Fitch Ratings has increased its short- and medium-term gas price assumptions, primarily due to the European gas supply crisis, while adjusting short-term oil price assumptions in line with year-to-date (ytd) pricing and demand concerns.
We have increased our European TTF and US Henry Hub gas price assumptions for 2022-2025. Our European gas prices factor in no supplies of Russian gas to the EU from now on. The margin for error to balance the EU gas market this winter is small, and we expect far higher gas prices, particularly in 2022-2023.

Lower demand and higher liquefied natural gas (LNG) imports are vital for the avoidance of acute shortages in Europe. Gas consumption fell in the EU by 11% yoy in 5M22. We estimate that demand destruction accelerated further during the summer due to the record-high spot prices. However, these higher prices in Europe have helped significantly increase LNG supplies to the region. The EU imported 75 billion cubic metres (bcm) of LNG in 8M22, up 62% yoy.
The EU has achieved its 80% gas storage use target two months ahead of 1 November. However, gas in storage covers only 20%-25% of annual consumption, so the need for LNG supplies will continue in the medium term, which will support prices. In the longer term the gas supply crisis will help remove bottlenecks in LNG and pipeline infrastructure and accelerate the energy transition and energy savings initiatives in Europe. Our long-term gas price assumptions are therefore unchanged. However, the EU is working on a package of energy measures that are not reflected in our price assumptions and may affect European gas prices.

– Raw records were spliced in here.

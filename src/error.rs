//! Error types for FolioDB
//!
//! Provides a unified error type for all operations.

use thiserror::Error;

/// Result type alias using FolioError
pub type Result<T> = std::result::Result<T, FolioError>;

/// Unified error type for FolioDB operations
#[derive(Debug, Error)]
pub enum FolioError {
    // -------------------------------------------------------------------------
    // Key Errors
    // -------------------------------------------------------------------------
    #[error("Invalid key: {0}")]
    InvalidKey(String),

    // -------------------------------------------------------------------------
    // I/O Errors
    // -------------------------------------------------------------------------
    #[error("IO error: {0}")]
    Io(#[from] std::io::Error),

    // -------------------------------------------------------------------------
    // Storage Errors
    // -------------------------------------------------------------------------
    #[error("Resource not found: {collection}/{resource}")]
    NotFound {
        collection: String,
        resource: String,
    },

    // -------------------------------------------------------------------------
    // Serialization Errors
    // -------------------------------------------------------------------------
    #[error("Encoding error: {0}")]
    Encoding(String),

    #[error("Decoding error: {0}")]
    Decoding(String),

    // -------------------------------------------------------------------------
    // Record Errors
    // -------------------------------------------------------------------------
    #[error("Invalid record: {0}")]
    InvalidRecord(String),

    // -------------------------------------------------------------------------
    // Network Errors
    // -------------------------------------------------------------------------
    #[error("Network error: {0}")]
    Network(String),

    #[error("Protocol error: {0}")]
    Protocol(String),

    // -------------------------------------------------------------------------
    // Configuration Errors
    // -------------------------------------------------------------------------
    #[error("Configuration error: {0}")]
    Config(String),
}

impl FolioError {
    /// Build a `NotFound` error for a (collection, resource) pair
    pub fn not_found(collection: &str, resource: &str) -> Self {
        FolioError::NotFound {
            collection: collection.to_string(),
            resource: resource.to_string(),
        }
    }

    /// True if this error means the resource is absent
    pub fn is_not_found(&self) -> bool {
        matches!(self, FolioError::NotFound { .. })
    }
}
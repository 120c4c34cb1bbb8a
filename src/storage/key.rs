//! Key validation
//!
//! Collection names and resource ids become path components, so they are
//! checked against an allow-list before any path is built.

use crate::error::{FolioError, Result};

/// Longest accepted key, in bytes (leaves room for the extension and temp prefix)
pub const MAX_KEY_LEN: usize = 200;

/// Punctuation allowed in keys besides alphanumerics
const ALLOWED_PUNCTUATION: &[char] = &[' ', '_', '-', '.', '@', '+'];

/// Which part of the (collection, resource) pair a key names
#[derive(Debug, Clone, Copy, PartialEq, Eq)]
pub enum KeyKind {
    Collection,
    Resource,
}

impl KeyKind {
    fn label(self) -> &'static str {
        match self {
            KeyKind::Collection => "collection",
            KeyKind::Resource => "resource",
        }
    }
}

/// Validate a single key
///
/// Rejects:
/// - empty keys
/// - keys longer than `MAX_KEY_LEN` bytes
/// - keys starting with `.` (covers `.`, `..` and hidden temp files)
/// - any character outside alphanumerics and `ALLOWED_PUNCTUATION`
pub fn validate_key(kind: KeyKind, key: &str) -> Result<()> {
    if key.is_empty() {
        return Err(FolioError::InvalidKey(format!(
            "{} name must not be empty",
            kind.label()
        )));
    }

    if key.len() > MAX_KEY_LEN {
        return Err(FolioError::InvalidKey(format!(
            "{} name is {} bytes (max {})",
            kind.label(),
            key.len(),
            MAX_KEY_LEN
        )));
    }

    if key.starts_with('.') {
        return Err(FolioError::InvalidKey(format!(
            "{} name must not start with '.': {:?}",
            kind.label(),
            key
        )));
    }

    if let Some(bad) = key
        .chars()
        .find(|c| !c.is_alphanumeric() && !ALLOWED_PUNCTUATION.contains(c))
    {
        return Err(FolioError::InvalidKey(format!(
            "{} name contains disallowed character {:?}: {:?}",
            kind.label(),
            bad,
            key
        )));
    }

    Ok(())
}

/// Validate both halves of a (collection, resource) pair
pub fn validate_pair(collection: &str, resource: &str) -> Result<()> {
    validate_key(KeyKind::Collection, collection)?;
    validate_key(KeyKind::Resource, resource)
}
//! # FolioDB
//!
//! A minimal file-backed document store with:
//! - One JSON file per record, one directory per collection
//! - Per-collection write serialization
//! - Atomic file replacement (readers never see a torn write)
//! - TCP-based client protocol
//!
//! ## Architecture Overview
//!
//! ```text
//! ┌─────────────────────────────────────────────────────────────┐
//! │                      TCP Server                              │
//! │                  (Multiple Clients)                          │
//! └─────────────────────┬───────────────────────────────────────┘
//!                       │
//! ┌─────────────────────▼───────────────────────────────────────┐
//! │                      Gateway                                 │
//! │          (create / fetch / fetch_all / remove)               │
//! └─────────────────────┬───────────────────────────────────────┘
//!                       │
//! ┌─────────────────────▼───────────────────────────────────────┐
//! │                   Storage Driver                             │
//! │     write/delete: collection lock    read: lock-free         │
//! └─────────────────────┬───────────────────────────────────────┘
//!                       │
//!                       ▼
//!              {root}/{collection}/{resource}.json
//! ```

// =============================================================================
// Module Declarations
// =============================================================================

pub mod error;
pub mod config;

pub mod storage;
pub mod gateway;
pub mod network;
pub mod protocol;

// =============================================================================
// Public API Re-exports
// =============================================================================

pub use error::{FolioError, Result};
pub use config::Config;
pub use gateway::{Gateway, Record};
pub use storage::Driver;

// =============================================================================
// Version Info
// =============================================================================

/// Current version of FolioDB
pub const VERSION: &str = env!("CARGO_PKG_VERSION");
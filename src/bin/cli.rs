//! FolioDB CLI Client
//!
//! Command-line interface for interacting with a FolioDB server.

use clap::{Args as ClapArgs, Parser, Subcommand};
use foliodb::network::Client;
use foliodb::{Record, Result};
use serde::Serialize;

/// FolioDB CLI
#[derive(Parser, Debug)]
#[command(name = "foliodb-cli")]
#[command(about = "CLI for the FolioDB document store")]
#[command(version)]
struct Args {
    /// Server address
    #[arg(short, long, default_value = "127.0.0.1:8001")]
    server: String,

    #[command(subcommand)]
    command: Commands,
}

#[derive(Subcommand, Debug)]
enum Commands {
    /// Create or overwrite a user record
    Create(RecordArgs),

    /// Get a user record by name
    Get {
        /// The record name
        name: String,
    },

    /// List all user records
    List,

    /// Delete a user record
    Del {
        /// The record name
        name: String,
    },

    /// Ping the server
    Ping,
}

#[derive(ClapArgs, Debug)]
struct RecordArgs {
    /// Record name (identity)
    name: String,

    #[arg(long, default_value = "")]
    age: String,

    #[arg(long, default_value = "")]
    contact: String,

    #[arg(long, default_value = "")]
    company: String,

    #[arg(long, default_value = "")]
    city: String,

    #[arg(long, default_value = "")]
    state: String,

    #[arg(long, default_value = "")]
    country: String,

    #[arg(long, default_value = "")]
    zipcode: String,
}

impl From<RecordArgs> for Record {
    fn from(args: RecordArgs) -> Self {
        Record {
            name: args.name,
            age: args.age,
            contact: args.contact,
            company: args.company,
            city: args.city,
            state: args.state,
            country: args.country,
            zipcode: args.zipcode,
        }
    }
}

fn main() {
    let args = Args::parse();

    if let Err(e) = run(args) {
        eprintln!("error: {}", e);
        std::process::exit(1);
    }
}

fn run(args: Args) -> Result<()> {
    let mut client = Client::connect(&args.server)?;

    match args.command {
        Commands::Create(record) => print_json(&client.create(&record.into())?),
        Commands::Get { name } => match client.fetch(&name)? {
            Some(record) => print_json(&record),
            None => not_found(&name),
        },
        Commands::List => print_json(&client.fetch_all()?),
        Commands::Del { name } => {
            if client.remove(&name)? {
                println!("User '{}' deleted", name);
                Ok(())
            } else {
                not_found(&name)
            }
        }
        Commands::Ping => {
            client.ping()?;
            println!("PONG");
            Ok(())
        }
    }
}

fn print_json<T: Serialize + ?Sized>(value: &T) -> Result<()> {
    let text = serde_json::to_string_pretty(value)
        .map_err(|e| foliodb::FolioError::Encoding(e.to_string()))?;
    println!("{}", text);
    Ok(())
}

fn not_found(name: &str) -> Result<()> {
    eprintln!("User '{}' not found", name);
    std::process::exit(2);
}
//! Concurrency tests for Driver and LockRegistry
//!
//! These tests verify:
//! - Concurrent writers to distinct resources all land intact
//! - Readers never observe a torn file while a writer overwrites it
//! - Concurrent first touch of a collection yields one shared lock

use std::sync::{Arc, Barrier};
use std::thread;

use foliodb::storage::{Driver, LockRegistry};
use serde::{Deserialize, Serialize};
use tempfile::TempDir;

#[derive(Debug, Clone, PartialEq, Serialize, Deserialize)]
struct Blob {
    writer: usize,
    generation: usize,
    body: String,
}

impl Blob {
    fn new(writer: usize, generation: usize) -> Self {
        // Body length depends on generation so overwrites change file size
        let body = std::iter::repeat((b'a' + (generation % 26) as u8) as char)
            .take(1_000 + generation * 37)
            .collect();
        Self {
            writer,
            generation,
            body,
        }
    }

    fn is_consistent(&self) -> bool {
        let expected = (b'a' + (self.generation % 26) as u8) as char;
        self.body.len() == 1_000 + self.generation * 37 && self.body.chars().all(|c| c == expected)
    }
}

#[test]
fn test_concurrent_writes_to_distinct_resources() {
    let temp_dir = TempDir::new().unwrap();
    let driver = Arc::new(Driver::open(temp_dir.path()).unwrap());

    let threads = 8;
    let per_thread = 25;
    let barrier = Arc::new(Barrier::new(threads));

    let mut handles = vec![];
    for t in 0..threads {
        let driver = Arc::clone(&driver);
        let barrier = Arc::clone(&barrier);
        handles.push(thread::spawn(move || {
            barrier.wait();
            for i in 0..per_thread {
                let id = format!("t{}_r{}", t, i);
                driver.write("blobs", &id, &Blob::new(t, i)).unwrap();
            }
        }));
    }

    for handle in handles {
        handle.join().unwrap();
    }

    assert_eq!(driver.enumerate("blobs").unwrap().len(), threads * per_thread);
    for t in 0..threads {
        for i in 0..per_thread {
            let id = format!("t{}_r{}", t, i);
            let blob: Blob = driver.read("blobs", &id).unwrap();
            assert_eq!(blob, Blob::new(t, i));
        }
    }
}

#[test]
fn test_readers_never_see_torn_writes() {
    let temp_dir = TempDir::new().unwrap();
    let driver = Arc::new(Driver::open(temp_dir.path()).unwrap());
    driver.write("blobs", "hot", &Blob::new(0, 0)).unwrap();

    let generations = 200;

    let writer = {
        let driver = Arc::clone(&driver);
        thread::spawn(move || {
            for g in 1..=generations {
                driver.write("blobs", "hot", &Blob::new(0, g)).unwrap();
            }
        })
    };

    let mut readers = vec![];
    for _ in 0..4 {
        let driver = Arc::clone(&driver);
        readers.push(thread::spawn(move || {
            let mut last = 0;
            for _ in 0..500 {
                let blob: Blob = driver.read("blobs", "hot").unwrap();
                assert!(blob.is_consistent(), "torn read at generation {}", blob.generation);
                assert!(blob.generation >= last, "generation went backwards");
                last = blob.generation;
            }
        }));
    }

    writer.join().unwrap();
    for reader in readers {
        reader.join().unwrap();
    }

    let final_blob: Blob = driver.read("blobs", "hot").unwrap();
    assert_eq!(final_blob.generation, generations);
}

#[test]
fn test_concurrent_writers_same_resource_last_write_wins_intact() {
    let temp_dir = TempDir::new().unwrap();
    let driver = Arc::new(Driver::open(temp_dir.path()).unwrap());

    let mut handles = vec![];
    for t in 0..6 {
        let driver = Arc::clone(&driver);
        handles.push(thread::spawn(move || {
            for g in 0..30 {
                driver.write("blobs", "shared", &Blob::new(t, g)).unwrap();
            }
        }));
    }

    for handle in handles {
        handle.join().unwrap();
    }

    let blob: Blob = driver.read("blobs", "shared").unwrap();
    assert!(blob.is_consistent());
    assert_eq!(driver.enumerate("blobs").unwrap(), vec!["shared".to_string()]);
}

#[test]
fn test_concurrent_write_and_delete_leave_valid_state() {
    let temp_dir = TempDir::new().unwrap();
    let driver = Arc::new(Driver::open(temp_dir.path()).unwrap());

    let writer = {
        let driver = Arc::clone(&driver);
        thread::spawn(move || {
            for g in 0..100 {
                driver.write("blobs", "flaky", &Blob::new(0, g)).unwrap();
            }
        })
    };
    let deleter = {
        let driver = Arc::clone(&driver);
        thread::spawn(move || {
            for _ in 0..100 {
                match driver.delete("blobs", "flaky") {
                    Ok(()) => {}
                    Err(e) => assert!(e.is_not_found(), "unexpected error: {}", e),
                }
            }
        })
    };

    writer.join().unwrap();
    deleter.join().unwrap();

    // Either deleted last or written last; if present it must decode
    match driver.read::<Blob>("blobs", "flaky") {
        Ok(blob) => assert!(blob.is_consistent()),
        Err(e) => assert!(e.is_not_found()),
    }
}

#[test]
fn test_lock_registry_reuses_lock() {
    let registry = LockRegistry::new();

    let first = registry.lock_for("users");
    let second = registry.lock_for("users");
    let other = registry.lock_for("orders");

    assert!(Arc::ptr_eq(&first, &second));
    assert!(!Arc::ptr_eq(&first, &other));
    assert_eq!(registry.len(), 2);
}

#[test]
fn test_lock_registry_concurrent_first_touch() {
    let registry = Arc::new(LockRegistry::new());
    let threads = 16;
    let barrier = Arc::new(Barrier::new(threads));

    let handles: Vec<_> = (0..threads)
        .map(|_| {
            let registry = Arc::clone(&registry);
            let barrier = Arc::clone(&barrier);
            thread::spawn(move || {
                barrier.wait();
                registry.lock_for("users")
            })
        })
        .collect();

    let locks: Vec<_> = handles.into_iter().map(|h| h.join().unwrap()).collect();

    assert_eq!(registry.len(), 1);
    for lock in &locks[1..] {
        assert!(Arc::ptr_eq(&locks[0], lock));
    }
}

#[test]
fn test_lock_excludes_second_holder() {
    let registry = LockRegistry::new();

    let lock = registry.lock_for("users");
    let _guard = lock.lock();

    let again = registry.lock_for("users");
    assert!(again.try_lock().is_none());
}
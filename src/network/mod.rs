//! Network Module
//!
//! TCP server and client handling.
//!
//! ## Architecture
//! - Single acceptor thread (non-blocking accept loop)
//! - Worker thread pool for connections
//! - Commands routed through the Gateway

mod server;
mod connection;
mod client;

pub use server::{Server, ShutdownHandle};
pub use connection::Connection;
pub use client::Client;
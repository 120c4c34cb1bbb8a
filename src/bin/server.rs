//! FolioDB Server Binary
//!
//! Opens the store and starts the TCP server.

use std::sync::Arc;

use clap::Parser;
use foliodb::network::Server;
use foliodb::{Config, Driver, Gateway};
use tracing_subscriber::{fmt, EnvFilter};

/// FolioDB Server
#[derive(Parser, Debug)]
#[command(name = "foliodb-server")]
#[command(about = "File-backed document store")]
#[command(version)]
struct Args {
    /// Data directory
    #[arg(short, long, default_value = "./data")]
    data_dir: String,

    /// Listen address (host:port)
    #[arg(short, long, default_value = "127.0.0.1:8001")]
    listen: String,

    /// Maximum queued connections waiting for a worker
    #[arg(short, long, default_value = "1024")]
    max_connections: usize,

    /// Number of connection worker threads
    #[arg(short, long, default_value = "8")]
    workers: usize,
}

fn main() {
    // Initialize tracing/logging
    let filter = EnvFilter::try_from_default_env()
        .unwrap_or_else(|_| EnvFilter::new("info,foliodb=debug"));

    fmt()
        .with_env_filter(filter)
        .with_target(true)
        .with_thread_ids(true)
        .init();

    let args = Args::parse();

    tracing::info!("FolioDB Server v{}", foliodb::VERSION);
    tracing::info!("Data directory: {}", args.data_dir);
    tracing::info!("Listen address: {}", args.listen);

    let config = Config::builder()
        .data_dir(&args.data_dir)
        .listen_addr(&args.listen)
        .max_connections(args.max_connections)
        .worker_threads(args.workers)
        .build();

    let driver = match Driver::open(&config.data_dir) {
        Ok(d) => Arc::new(d),
        Err(e) => {
            tracing::error!("Failed to open store: {}", e);
            std::process::exit(1);
        }
    };
    let gateway = Arc::new(Gateway::new(driver));

    tracing::info!("Store initialized successfully");

    let server = match Server::bind(config, gateway) {
        Ok(s) => s,
        Err(e) => {
            tracing::error!("Failed to start server: {}", e);
            std::process::exit(1);
        }
    };

    if let Err(e) = server.run() {
        tracing::error!("Server error: {}", e);
        std::process::exit(1);
    }

    tracing::info!("Server stopped");
}
//! Configuration for FolioDB
//!
//! Centralized configuration with sensible defaults.

use std::path::PathBuf;

/// Main configuration for a FolioDB instance
#[derive(Debug, Clone)]
pub struct Config {
    // -------------------------------------------------------------------------
    // Storage Configuration
    // -------------------------------------------------------------------------
    /// Root directory for all collections
    /// Internal structure:
    ///   {data_dir}/
    ///     └── {collection}/
    ///           └── {resource}.json
    pub data_dir: PathBuf,

    // -------------------------------------------------------------------------
    // Network Configuration
    // -------------------------------------------------------------------------
    /// TCP listen address
    pub listen_addr: String,

    /// Max accepted connections waiting for a worker
    pub max_connections: usize,

    /// Number of connection worker threads
    pub worker_threads: usize,

    /// Connection read timeout (milliseconds, 0 = none)
    pub read_timeout_ms: u64,

    /// Connection write timeout (milliseconds, 0 = none)
    pub write_timeout_ms: u64,
}

impl Default for Config {
    fn default() -> Self {
        Self {
            data_dir: PathBuf::from("./data"),
            listen_addr: "127.0.0.1:8001".to_string(),
            max_connections: 1024,
            worker_threads: 8,
            read_timeout_ms: 5000,
            write_timeout_ms: 5000,
        }
    }
}

impl Config {
    /// Create a new config builder
    pub fn builder() -> ConfigBuilder {
        ConfigBuilder::default()
    }
}

/// Builder for Config
#[derive(Default)]
pub struct ConfigBuilder {
    config: Config,
}

impl ConfigBuilder {
    /// Set the data directory (root for all collections)
    pub fn data_dir(mut self, path: impl Into<PathBuf>) -> Self {
        self.config.data_dir = path.into();
        self
    }

    /// Set the TCP listen address
    pub fn listen_addr(mut self, addr: impl Into<String>) -> Self {
        self.config.listen_addr = addr.into();
        self
    }

    /// Set the maximum number of queued connections
    pub fn max_connections(mut self, count: usize) -> Self {
        self.config.max_connections = count;
        self
    }

    /// Set the number of worker threads
    pub fn worker_threads(mut self, count: usize) -> Self {
        self.config.worker_threads = count;
        self
    }

    /// Set the read timeout (in milliseconds)
    pub fn read_timeout_ms(mut self, ms: u64) -> Self {
        self.config.read_timeout_ms = ms;
        self
    }

    /// Set the write timeout (in milliseconds)
    pub fn write_timeout_ms(mut self, ms: u64) -> Self {
        self.config.write_timeout_ms = ms;
        self
    }

    pub fn build(self) -> Config {
        self.config
    }
}
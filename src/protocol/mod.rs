//! Protocol Module
//!
//! Defines the wire protocol for client-server communication.
//!
//! ## Protocol Format (V1 - Simple Binary)
//!
//! ### Request Format
//! ```text
//! ┌──────────┬──────────┬─────────────────────────────┐
//! │ Cmd (1)  │ Len (4)  │         Payload             │
//! └──────────┴──────────┴─────────────────────────────┘
//! ```
//!
//! ### Commands
//! - 0x01: CREATE    - Payload: record JSON
//! - 0x02: FETCH     - Payload: name (UTF-8)
//! - 0x03: FETCH_ALL - Payload: empty
//! - 0x04: REMOVE    - Payload: name (UTF-8)
//! - 0x05: PING      - Payload: empty
//!
//! ### Response Format
//! ```text
//! ┌──────────┬──────────┬─────────────────────────────┐
//! │Status(1) │ Len (4)  │         Payload             │
//! └──────────┴──────────┴─────────────────────────────┘
//! ```
//!
//! ### Status Codes
//! - 0x00: OK
//! - 0x01: NOT_FOUND
//! - 0x02: ERROR

mod command;
mod response;
mod codec;

pub use command::{Command, CommandType};
pub use response::{Response, Status};
pub use codec::{
    decode_command, decode_response, encode_command, encode_response, read_command,
    read_frame, read_response, write_command, write_response, HEADER_SIZE, MAX_PAYLOAD_SIZE,
};
//! Collection lock registry
//!
//! One write lock per collection, created on first touch and reused forever.

use std::collections::HashMap;
use std::sync::Arc;

use parking_lot::Mutex;

/// Shared handle to a collection's write lock
pub type CollectionLock = Arc<Mutex<()>>;

/// Maps collection names to their write locks
///
/// ## Concurrency:
/// - `locks`: guarded by its own Mutex, held only for the lookup/insert
/// - First touch inserts, every later touch reuses the same `Arc`
/// - Entries are never removed (the set of collections is small and bounded)
#[derive(Default)]
pub struct LockRegistry {
    locks: Mutex<HashMap<String, CollectionLock>>,
}

impl LockRegistry {
    pub fn new() -> Self {
        Self::default()
    }

    /// Get the lock for a collection, installing it if absent
    pub fn lock_for(&self, collection: &str) -> CollectionLock {
        let mut locks = self.locks.lock();
        if let Some(lock) = locks.get(collection) {
            return Arc::clone(lock);
        }

        tracing::trace!("Creating write lock for collection '{}'", collection);
        let lock = Arc::new(Mutex::new(()));
        locks.insert(collection.to_string(), Arc::clone(&lock));
        lock
    }

    /// Number of collections touched so far
    pub fn len(&self) -> usize {
        self.locks.lock().len()
    }

    pub fn is_empty(&self) -> bool {
        self.len() == 0
    }
}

Higher US gas price assumptions are supported by increased domestic consumption in 2022, but also by significantly increased demand for LNG exports. However, US gas production is growing, particularly in the Haynesville Shale and Permian Basin, with private operators particularly active in adding rigs, which will moderate prices. Infrastructure limitations for LNG exports in the US will keep a large spread between US and European gas prices over the medium term.

Our reduced Brent and WTI assumptions for 2022 reflect ytd oil pricing driven by concerns about economic growth. Oil spot prices have recently declined, especially compared to the levels in March and June, due to fairly resilient Russian export volumes and a potential revival of the Iran nuclear deal, which could add 1 million barrels per day (bpd) of oil supply to the market.

US production is increasing, although it faces oilfield services bottlenecks and constrained capex budgets. The country’s production will rise by about 900,000bpd by end-2022 and another 900,000bpd by end-2023, according to EIA. However, OPEC+ remains cautious in its approach to quota increases and has recently cancelled a production addition of 100,000bpd to its October target.